* [What is needed] Whenever a line in the records below contains "other", pick it out.

(Saved entries)
================================

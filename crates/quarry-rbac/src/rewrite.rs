// SPDX-FileCopyrightText: 2026 Quarry Contributors
// SPDX-License-Identifier: MIT OR Apache-2.0

//! Pure query-narrowing helpers.
//!
//! Constraints are merged into the `where` predicate without removing or
//! altering anything already there. When the target key is taken by a value
//! the constraint cannot be folded into, it is appended to an `AND` list.

use quarry_core::QueryConfig;
use serde_json::{Map, Value, json};

/// Builds `{a: {b: {in: ids}}}` for the path `[a, b]`.
pub fn id_constraint(path: &[&str], ids: &[String]) -> Value {
    path.iter()
        .rev()
        .fold(json!({ "in": ids }), |inner, key| {
            let mut wrapped = Map::new();
            wrapped.insert((*key).to_string(), inner);
            Value::Object(wrapped)
        })
}

/// Returns a copy of `config` whose `where` predicate additionally requires
/// the identifier at `path` to be one of `ids`.
pub fn add_id_filter(config: &QueryConfig, path: &[&str], ids: &[String]) -> QueryConfig {
    let mut filtered = config.clone();
    let slot = filtered
        .args
        .entry("where")
        .or_insert_with(|| Value::Object(Map::new()));

    if slot.is_null() {
        *slot = Value::Object(Map::new());
    } else if !slot.is_object() {
        let previous = slot.take();
        *slot = json!({ "AND": [previous] });
    }

    if let Value::Object(predicate) = slot {
        if !merge_in(predicate, path, ids) {
            push_and(predicate, id_constraint(path, ids));
        }
    }
    filtered
}

/// Folds an `in` constraint into `map` at `path`. Returns false when an
/// existing value blocks the merge.
fn merge_in(map: &mut Map<String, Value>, path: &[&str], ids: &[String]) -> bool {
    let Some((head, rest)) = path.split_first() else {
        return false;
    };

    match map.get_mut(*head) {
        None => {
            map.insert((*head).to_string(), id_constraint(rest, ids));
            true
        }
        Some(Value::Object(existing)) if rest.is_empty() => {
            if existing.contains_key("in") {
                false
            } else {
                existing.insert("in".into(), json!(ids));
                true
            }
        }
        Some(Value::Object(inner)) => merge_in(inner, rest, ids),
        Some(_) => false,
    }
}

fn push_and(map: &mut Map<String, Value>, constraint: Value) {
    match map.get_mut("AND") {
        Some(Value::Array(items)) => items.push(constraint),
        Some(existing) => {
            let previous = existing.take();
            *existing = Value::Array(vec![previous, constraint]);
        }
        None => {
            map.insert("AND".into(), Value::Array(vec![constraint]));
        }
    }
}
// SPDX-FileCopyrightText: 2026 Quarry Contributors
// SPDX-License-Identifier: MIT OR Apache-2.0

//! Quarry - natural-language questions over product and customer data.
//!
//! This binary is the operator tool: it inspects the template library,
//! diagnoses provider selection, runs single completions and checks
//! configuration.

#[cfg(not(target_env = "msvc"))]
use tikv_jemallocator::Jemalloc;

#[cfg(not(target_env = "msvc"))]
#[global_allocator]
static GLOBAL: Jemalloc = Jemalloc;

mod inspect;
mod providers;

use std::path::PathBuf;
use std::process::ExitCode;

use clap::{Parser, Subcommand};
use quarry_config::QuarryConfig;
use quarry_core::ProviderKind;
use quarry_llm::credentials::required_vars;
use quarry_security::{RedactingWriter, SecretRegistry};

/// Quarry - natural-language questions over product and customer data.
#[derive(Parser, Debug)]
#[command(name = "quarry", version, about, long_about = None)]
struct Cli {
    /// Read configuration from this file instead of the standard locations.
    #[arg(long, global = true)]
    config: Option<PathBuf>,

    #[command(subcommand)]
    command: Commands,
}

/// Available subcommands.
#[derive(Subcommand, Debug)]
enum Commands {
    /// List the question templates.
    Templates {
        /// Only show templates in this category.
        #[arg(long)]
        category: Option<String>,
    },
    /// Show how a question matches the template library.
    Match {
        question: String,
    },
    /// Show configured providers and which one would be selected.
    Providers,
    /// Run a single completion through the provider registry.
    Complete {
        prompt: String,
        /// Provider to use instead of the fallback selection.
        #[arg(long)]
        provider: Option<String>,
        /// Deadline for the call in milliseconds.
        #[arg(long)]
        timeout_ms: Option<u64>,
        /// System prompt sent with the request.
        #[arg(long)]
        system: Option<String>,
    },
    /// Manage Quarry configuration.
    Config {
        #[command(subcommand)]
        action: ConfigAction,
    },
}

#[derive(Subcommand, Debug)]
enum ConfigAction {
    /// Load and validate configuration, printing diagnostics.
    Check,
}

fn load_config(path: Option<&PathBuf>) -> Result<QuarryConfig, ExitCode> {
    let loaded = match path {
        Some(path) => quarry_config::load_and_validate_path(path),
        None => quarry_config::load_and_validate(),
    };
    loaded.map_err(|errors| {
        quarry_config::render_errors(&errors);
        ExitCode::FAILURE
    })
}

/// Registers every provider credential present in the environment for
/// exact-match redaction.
fn credential_secrets() -> SecretRegistry {
    let secrets = SecretRegistry::new();
    for kind in ProviderKind::ALL {
        for name in required_vars(kind) {
            if let Ok(value) = std::env::var(name) {
                secrets.register(value);
            }
        }
    }
    secrets
}

/// Initializes the tracing subscriber. Output passes through the redacting
/// writer.
fn init_tracing(log_level: &str, secrets: SecretRegistry) {
    use tracing_subscriber::EnvFilter;

    let filter = EnvFilter::try_from_default_env()
        .unwrap_or_else(|_| EnvFilter::new(format!("quarry={log_level},warn")));

    tracing_subscriber::fmt()
        .with_env_filter(filter)
        .with_target(true)
        .with_thread_names(false)
        .with_writer(move || RedactingWriter::new(std::io::stderr(), secrets.clone()))
        .init();
}

#[tokio::main]
async fn main() -> ExitCode {
    let cli = Cli::parse();

    let config = match load_config(cli.config.as_ref()) {
        Ok(config) => config,
        Err(code) => return code,
    };
    init_tracing(&config.agent.log_level, credential_secrets());

    match cli.command {
        Commands::Templates { category } => inspect::list_templates(category.as_deref()),
        Commands::Match { question } => inspect::explain_match(&config, &question),
        Commands::Providers => providers::show_providers(&config),
        Commands::Complete {
            prompt,
            provider,
            timeout_ms,
            system,
        } => {
            providers::complete(&config, &prompt, provider.as_deref(), timeout_ms, system).await
        }
        Commands::Config {
            action: ConfigAction::Check,
        } => {
            println!(
                "configuration valid (agent.name={}, default provider={}, audit buffer={})",
                config.agent.name, config.llm.default_provider, config.audit.max_entries
            );
            ExitCode::SUCCESS
        }
    }
}

#[cfg(test)]
mod tests {
    use super::*;

    #[test]
    #[cfg(not(target_env = "msvc"))]
    fn jemalloc_is_active() {
        use tikv_jemalloc_ctl::{epoch, stats};
        epoch::advance().unwrap();
        let allocated = stats::allocated::read().unwrap();
        assert!(allocated > 0, "jemalloc should report non-zero allocation");
    }

    #[test]
    fn binary_loads_config_defaults() {
        let config =
            quarry_config::load_and_validate_str("").expect("default config should be valid");
        assert_eq!(config.agent.name, "quarry");
    }

    #[test]
    fn cli_parses_complete_flags() {
        let cli = Cli::parse_from([
            "quarry",
            "complete",
            "hello",
            "--provider",
            "gemini",
            "--timeout-ms",
            "1500",
        ]);
        match cli.command {
            Commands::Complete {
                provider,
                timeout_ms,
                ..
            } => {
                assert_eq!(provider.as_deref(), Some("gemini"));
                assert_eq!(timeout_ms, Some(1500));
            }
            other => panic!("unexpected command: {other:?}"),
        }
    }

    #[test]
    fn cli_parses_config_check() {
        let cli = Cli::parse_from(["quarry", "--config", "q.toml", "config", "check"]);
        assert_eq!(cli.config, Some(PathBuf::from("q.toml")));
        assert!(matches!(
            cli.command,
            Commands::Config {
                action: ConfigAction::Check
            }
        ));
    }
}
#[cfg(test)]
mod tests {
    use super::*;
    use quarry_core::{CallerContext, ProviderKind, RequestMeta};
    use std::sync::atomic::{AtomicBool, AtomicUsize, Ordering};

    fn config(max_entries: usize) -> AuditConfig {
        AuditConfig {
            max_entries,
            log_to_console: false,
            ..AuditConfig::default()
        }
    }

    fn ctx(id: &str) -> AuditContext {
        AuditContext::new(
            id,
            &CallerContext::new("u1"),
            "Show me all products",
            &RequestMeta::default(),
        )
    }

    /// Sink counting writes; fails while `failing` is set.
    #[derive(Default)]
    struct CountingSink {
        written: AtomicUsize,
        failing: AtomicBool,
    }

    #[async_trait::async_trait]
    impl AuditSink for CountingSink {
        fn name(&self) -> &str {
            "counting"
        }

        async fn write_batch(&self, entries: &[AuditLogEntry]) -> Result<(), AuditError> {
            if self.failing.load(Ordering::SeqCst) {
                return Err(AuditError::Io {
                    path: "counting".into(),
                    source: std::io::Error::other("disk full"),
                });
            }
            self.written.fetch_add(entries.len(), Ordering::SeqCst);
            Ok(())
        }
    }

    #[test]
    fn ring_buffer_keeps_newest() {
        let logger = AuditLogger::new(config(3), SecretRegistry::new());
        for i in 0..5 {
            logger.log_query(&ctx(&format!("r{i}")), 1, false);
        }
        let ids: Vec<String> = logger
            .recent_entries(10)
            .into_iter()
            .map(|e| e.request_id)
            .collect();
        assert_eq!(ids, vec!["r2", "r3", "r4"]);
        assert_eq!(logger.stats().total_logged, 5);
    }

    #[test]
    fn question_and_error_are_redacted() {
        let logger = AuditLogger::new(config(10), SecretRegistry::new());
        let mut c = ctx("r1");
        c.question = "why does Bearer abcdef0123456789abcdef fail".into();
        logger.log_error_message(&c, None, "upstream said api_key=sk-live-0123456789abcdef");

        let entry = logger.recent_entries(1).remove(0);
        assert!(!entry.question.contains("abcdef0123456789abcdef"));
        assert!(!entry.error_message.unwrap().contains("sk-live-0123456789abcdef"));
    }

    #[test]
    fn question_can_be_omitted() {
        let logger = AuditLogger::new(
            AuditConfig {
                include_question: false,
                ..config(10)
            },
            SecretRegistry::new(),
        );
        logger.log_query(&ctx("r1"), 0, false);
        assert_eq!(logger.recent_entries(1)[0].question, OMITTED_QUESTION);
    }

    #[test]
    fn stats_count_outcomes() {
        let logger = AuditLogger::new(config(10), SecretRegistry::new());
        let mut c = ctx("a");
        c.template_used = Some("list_products".into());
        c.execution_time_ms = 10;
        logger.log_query(&c, 5, false);
        logger.log_query(&c, 5, true);

        let mut llm = ctx("b");
        llm.llm_provider = Some(ProviderKind::Mock);
        llm.execution_time_ms = 40;
        logger.log_query(&llm, 1, false);
        logger.log_error(
            &llm,
            &QuarryError::ExecutorFailure {
                message: "db down".into(),
                source: None,
            },
        );
        logger.log_access_denied(&ctx("c"), "No product access");

        let stats = logger.stats();
        assert_eq!(stats.buffered_entries, 5);
        assert_eq!(stats.errors, 1);
        assert_eq!(stats.access_denied, 1);
        assert_eq!(stats.cached_responses, 1);
        assert_eq!(stats.llm_usage, 2);
        assert_eq!(stats.llm_by_provider.get("mock"), Some(&2));
        assert_eq!(stats.template_usage.get("list_products"), Some(&2));
        assert!((stats.avg_execution_time_ms - 20.0).abs() < 1e-9);

        let failed = &logger.recent_entries(2)[0];
        assert_eq!(failed.error_kind, Some(ErrorKind::ExecutorFailure));
    }

    #[test]
    fn clear_resets_everything() {
        let logger = AuditLogger::new(config(10), SecretRegistry::new());
        logger.log_query(&ctx("a"), 0, false);
        logger.clear();
        assert!(logger.is_empty());
        assert_eq!(logger.stats(), AuditStats::default());
    }

    #[tokio::test]
    async fn failed_flush_is_retried() {
        let sink = Arc::new(CountingSink::default());
        let logger = AuditLogger::with_sink(config(10), sink.clone(), SecretRegistry::new());
        logger.log_query(&ctx("a"), 0, false);
        logger.log_query(&ctx("b"), 0, false);

        sink.failing.store(true, Ordering::SeqCst);
        assert!(logger.flush().await.is_err());
        assert_eq!(logger.len(), 2);

        sink.failing.store(false, Ordering::SeqCst);
        assert_eq!(logger.flush().await.unwrap(), 2);
        assert_eq!(logger.flush().await.unwrap(), 0);
        assert_eq!(sink.written.load(Ordering::SeqCst), 2);
        // Flushed entries stay available for inspection.
        assert_eq!(logger.recent_entries(5).len(), 2);
    }

    /// Sink that records further entries through the logger while a batch is
    /// being written, the way concurrent requests would.
    #[derive(Default)]
    struct ReentrantSink {
        logger: std::sync::OnceLock<std::sync::Weak<AuditLogger>>,
        inject: Mutex<Vec<&'static str>>,
        written: Mutex<Vec<String>>,
    }

    #[async_trait::async_trait]
    impl AuditSink for ReentrantSink {
        fn name(&self) -> &str {
            "reentrant"
        }

        async fn write_batch(&self, entries: &[AuditLogEntry]) -> Result<(), AuditError> {
            let inject = std::mem::take(&mut *self.inject.lock().unwrap());
            if let Some(logger) = self.logger.get().and_then(std::sync::Weak::upgrade) {
                for id in inject {
                    logger.log_query(&ctx(id), 0, false);
                }
            }
            self.written
                .lock()
                .unwrap()
                .extend(entries.iter().map(|e| e.request_id.clone()));
            Ok(())
        }
    }

    #[tokio::test]
    async fn entries_recorded_during_flush_are_written_next_time() {
        let sink = Arc::new(ReentrantSink::default());
        let logger = Arc::new(AuditLogger::with_sink(
            config(3),
            sink.clone(),
            SecretRegistry::new(),
        ));
        let _ = sink.logger.set(Arc::downgrade(&logger));

        for id in ["a", "b", "c"] {
            logger.log_query(&ctx(id), 0, false);
        }
        sink.inject.lock().unwrap().extend(["d", "e"]);

        assert_eq!(logger.flush().await.unwrap(), 3);
        let buffered: Vec<String> = logger
            .recent_entries(10)
            .into_iter()
            .map(|e| e.request_id)
            .collect();
        assert_eq!(buffered, vec!["c", "d", "e"]);

        assert_eq!(logger.flush().await.unwrap(), 2);
        assert_eq!(logger.flush().await.unwrap(), 0);
        assert_eq!(*sink.written.lock().unwrap(), vec!["a", "b", "c", "d", "e"]);
    }

    #[tokio::test]
    async fn entries_cleared_before_flush_are_not_written() {
        let sink = Arc::new(CountingSink::default());
        let logger = AuditLogger::with_sink(config(10), sink.clone(), SecretRegistry::new());
        logger.log_query(&ctx("a"), 0, false);
        logger.clear();
        logger.log_query(&ctx("b"), 0, false);

        assert_eq!(logger.flush().await.unwrap(), 1);
        assert_eq!(sink.written.load(Ordering::SeqCst), 1);
    }

    #[tokio::test]
    async fn no_sink_flush_is_noop() {
        let logger = AuditLogger::new(config(10), SecretRegistry::new());
        logger.log_query(&ctx("a"), 0, false);
        assert_eq!(logger.flush().await.unwrap(), 0);
    }

    #[tokio::test]
    async fn flush_task_writes_on_shutdown() {
        let sink = Arc::new(CountingSink::default());
        let logger = Arc::new(AuditLogger::with_sink(
            AuditConfig {
                flush_interval_secs: 3600,
                ..config(10)
            },
            sink.clone(),
            SecretRegistry::new(),
        ));
        let cancel = CancellationToken::new();
        let handle = logger.spawn_flush_task(cancel.clone());

        logger.log_query(&ctx("a"), 0, false);
        cancel.cancel();
        handle.await.unwrap();
        assert_eq!(sink.written.load(Ordering::SeqCst), 1);
    }
}
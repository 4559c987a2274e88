// SPDX-FileCopyrightText: 2026 Quarry Contributors
// SPDX-License-Identifier: MIT OR Apache-2.0

//! End-to-end scenarios through the complete resolution pipeline.
//!
//! Each test creates an isolated TestHarness with mock adapters. Tests are
//! independent and order-insensitive.

use quarry_core::{CallerContext, ProviderKind, QueryOperation, ResourceType};
use quarry_templates::{Params, TemplateLibrary};
use quarry_test_utils::{MockPermissionOracle, TestHarness};
use serde_json::json;

const UNMATCHED: &str = "What is the weather like on Mars";

fn analyst() -> CallerContext {
    CallerContext::new("analyst").with_role("SME")
}

#[tokio::test]
async fn admin_template_question_runs_unmodified() {
    let harness = TestHarness::builder().build();
    let response = harness
        .ask("Show me all products", &CallerContext::admin("root"))
        .await;

    assert!(response.is_success(), "{:?}", response.error);
    assert_eq!(response.metadata.template_used.as_deref(), Some("list_products"));
    assert!(response.metadata.confidence.unwrap() >= 0.5);
    assert_eq!(response.metadata.provider_used, None);

    let expected = TemplateLibrary::standard()
        .get("list_products")
        .unwrap()
        .build_query(&Params::new());
    assert_eq!(harness.executor.executed(), vec![expected]);
    assert_eq!(harness.provider.call_count().await, 0);
    assert_eq!(harness.oracle.lookups(), 0);

    let entries = harness.audit.recent_entries(10);
    assert_eq!(entries.len(), 1);
    assert_eq!(entries[0].template_used.as_deref(), Some("list_products"));
    assert!(!entries[0].llm_used);
    assert_eq!(entries[0].row_count, 2);
}

#[tokio::test]
async fn partial_product_access_narrows_child_query() {
    let harness = TestHarness::builder()
        .with_oracle(MockPermissionOracle::new().grant(
            "analyst",
            ResourceType::Product,
            &["prodA"],
        ))
        .build();
    let response = harness.ask("Tasks for Acme Corp", &analyst()).await;

    assert!(response.is_success(), "{:?}", response.error);
    assert_eq!(response.metadata.template_used.as_deref(), Some("tasks_for_product"));

    let executed = harness.executor.last().unwrap();
    assert_eq!(executed.model, "task");
    let predicate = executed.where_clause().unwrap();
    assert_eq!(predicate["productId"], json!({"in": ["prodA"]}));
    assert_eq!(predicate["deletedAt"], json!(null));
    assert!(predicate["product"].to_string().contains("Acme Corp"));
    assert_eq!(response.query.unwrap(), executed);
}

#[tokio::test]
async fn unmatched_question_uses_stub_and_still_filters() {
    let harness = TestHarness::builder()
        .with_stub_provider()
        .with_oracle(MockPermissionOracle::new().grant(
            "analyst",
            ResourceType::Product,
            &["p1", "p2"],
        ))
        .build();
    let response = harness.ask(UNMATCHED, &analyst()).await;

    assert!(response.is_success(), "{:?}", response.error);
    assert_eq!(response.metadata.template_used, None);
    assert_eq!(response.metadata.provider_used, Some(ProviderKind::Mock));

    let executed = harness.executor.last().unwrap();
    assert_eq!(executed.model, "product");
    assert_eq!(executed.operation, QueryOperation::FindMany);
    assert_eq!(
        executed.args["where"],
        json!({"deletedAt": null, "id": {"in": ["p1", "p2"]}})
    );

    let entry = &harness.audit.recent_entries(1)[0];
    assert!(entry.llm_used);
    assert_eq!(entry.llm_provider, Some(ProviderKind::Mock));
    assert!(!response.suggestions.is_empty());
}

================================

* [Response below]
            other => panic!("unexpected command: {other:?}"),
                    source: std::io::Error::other("disk full"),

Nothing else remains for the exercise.